-- Stored items --
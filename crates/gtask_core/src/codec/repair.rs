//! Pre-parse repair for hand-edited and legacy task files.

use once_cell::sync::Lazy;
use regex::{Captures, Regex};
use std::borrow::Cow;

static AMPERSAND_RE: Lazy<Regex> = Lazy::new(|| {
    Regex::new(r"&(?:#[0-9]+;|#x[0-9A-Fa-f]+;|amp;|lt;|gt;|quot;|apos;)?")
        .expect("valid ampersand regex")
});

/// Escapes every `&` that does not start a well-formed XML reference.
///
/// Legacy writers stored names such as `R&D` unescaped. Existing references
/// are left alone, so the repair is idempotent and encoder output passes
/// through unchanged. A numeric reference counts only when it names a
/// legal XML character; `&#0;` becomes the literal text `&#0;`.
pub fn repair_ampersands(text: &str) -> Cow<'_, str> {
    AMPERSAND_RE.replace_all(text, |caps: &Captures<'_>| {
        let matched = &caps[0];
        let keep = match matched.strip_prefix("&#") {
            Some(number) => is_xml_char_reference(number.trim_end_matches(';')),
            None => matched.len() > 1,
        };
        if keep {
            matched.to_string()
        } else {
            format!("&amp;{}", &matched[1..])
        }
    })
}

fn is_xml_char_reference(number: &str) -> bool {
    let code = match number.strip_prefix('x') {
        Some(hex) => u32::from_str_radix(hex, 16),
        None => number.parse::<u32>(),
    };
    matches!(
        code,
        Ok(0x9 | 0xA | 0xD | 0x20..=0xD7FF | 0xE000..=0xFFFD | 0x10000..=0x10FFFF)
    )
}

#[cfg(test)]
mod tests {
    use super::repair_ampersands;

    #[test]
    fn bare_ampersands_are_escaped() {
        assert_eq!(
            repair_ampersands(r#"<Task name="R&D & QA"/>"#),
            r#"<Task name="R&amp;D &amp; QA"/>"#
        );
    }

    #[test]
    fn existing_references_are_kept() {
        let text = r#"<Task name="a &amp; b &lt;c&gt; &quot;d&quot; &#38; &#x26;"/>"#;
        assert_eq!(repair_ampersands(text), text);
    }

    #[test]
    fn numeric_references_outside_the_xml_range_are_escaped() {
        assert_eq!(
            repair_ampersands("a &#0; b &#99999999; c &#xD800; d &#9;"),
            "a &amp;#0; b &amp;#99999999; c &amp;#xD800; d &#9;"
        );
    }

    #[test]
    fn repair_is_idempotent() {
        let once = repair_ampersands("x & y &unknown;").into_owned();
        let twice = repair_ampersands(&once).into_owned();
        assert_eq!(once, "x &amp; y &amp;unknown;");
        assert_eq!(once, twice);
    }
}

...

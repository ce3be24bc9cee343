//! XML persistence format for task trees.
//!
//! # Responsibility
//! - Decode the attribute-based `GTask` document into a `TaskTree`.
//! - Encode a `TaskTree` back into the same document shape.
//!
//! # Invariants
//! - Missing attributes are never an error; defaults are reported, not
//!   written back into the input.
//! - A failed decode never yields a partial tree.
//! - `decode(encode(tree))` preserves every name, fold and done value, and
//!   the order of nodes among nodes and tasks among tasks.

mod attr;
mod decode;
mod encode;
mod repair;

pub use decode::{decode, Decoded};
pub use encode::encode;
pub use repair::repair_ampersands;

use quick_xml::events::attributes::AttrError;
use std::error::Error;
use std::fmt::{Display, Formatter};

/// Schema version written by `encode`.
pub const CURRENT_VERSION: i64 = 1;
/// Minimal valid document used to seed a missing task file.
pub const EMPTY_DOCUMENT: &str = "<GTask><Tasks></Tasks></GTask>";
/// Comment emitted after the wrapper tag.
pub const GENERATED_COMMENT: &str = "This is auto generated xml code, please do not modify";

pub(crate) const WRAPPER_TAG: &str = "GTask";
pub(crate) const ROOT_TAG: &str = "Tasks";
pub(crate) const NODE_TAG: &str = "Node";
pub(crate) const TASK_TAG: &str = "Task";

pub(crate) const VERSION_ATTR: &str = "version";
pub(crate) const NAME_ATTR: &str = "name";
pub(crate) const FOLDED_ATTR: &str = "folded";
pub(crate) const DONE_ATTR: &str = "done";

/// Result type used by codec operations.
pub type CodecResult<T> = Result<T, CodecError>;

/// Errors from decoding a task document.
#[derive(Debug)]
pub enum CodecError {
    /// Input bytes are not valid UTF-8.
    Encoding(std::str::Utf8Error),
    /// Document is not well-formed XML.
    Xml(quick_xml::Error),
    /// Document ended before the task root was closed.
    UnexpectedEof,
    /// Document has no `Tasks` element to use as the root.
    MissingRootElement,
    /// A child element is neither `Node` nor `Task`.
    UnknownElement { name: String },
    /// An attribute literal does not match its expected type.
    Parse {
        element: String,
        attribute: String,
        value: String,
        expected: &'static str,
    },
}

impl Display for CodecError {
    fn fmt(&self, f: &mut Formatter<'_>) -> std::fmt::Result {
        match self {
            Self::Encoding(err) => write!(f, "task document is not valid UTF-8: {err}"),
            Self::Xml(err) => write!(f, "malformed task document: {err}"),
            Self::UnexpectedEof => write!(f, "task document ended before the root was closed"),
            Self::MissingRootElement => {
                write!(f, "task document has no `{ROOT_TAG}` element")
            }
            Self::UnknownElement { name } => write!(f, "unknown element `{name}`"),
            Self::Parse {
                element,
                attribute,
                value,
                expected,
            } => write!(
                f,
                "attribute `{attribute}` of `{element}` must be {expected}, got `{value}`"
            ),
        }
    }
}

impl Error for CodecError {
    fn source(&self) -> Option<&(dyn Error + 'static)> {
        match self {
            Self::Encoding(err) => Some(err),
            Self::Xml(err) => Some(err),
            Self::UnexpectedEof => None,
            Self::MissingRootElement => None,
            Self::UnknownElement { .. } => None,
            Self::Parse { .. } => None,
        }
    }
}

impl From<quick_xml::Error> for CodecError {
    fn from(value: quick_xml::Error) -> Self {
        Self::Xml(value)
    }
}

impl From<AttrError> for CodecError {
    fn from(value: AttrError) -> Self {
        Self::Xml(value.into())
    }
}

-- Brief --
With the line that has "a partial tree." as the first and the line that has "pub const EMPTY_DOCUMENT: &str" as the last, repeat exactly that run of lines above and no more.

-- Expected answer --
//! - A failed decode never yields a partial tree.
//! - `decode(encode(tree))` preserves every name, fold and done value, and
//!   the order of nodes among nodes and tasks among tasks.

mod attr;
mod decode;
mod encode;
mod repair;

pub use decode::{decode, Decoded};
pub use encode::encode;
pub use repair::repair_ampersands;

use quick_xml::events::attributes::AttrError;
use std::error::Error;
use std::fmt::{Display, Formatter};

/// Schema version written by `encode`.
pub const CURRENT_VERSION: i64 = 1;
/// Minimal valid document used to seed a missing task file.
pub const EMPTY_DOCUMENT: &str = "<GTask><Tasks></Tasks></GTask>";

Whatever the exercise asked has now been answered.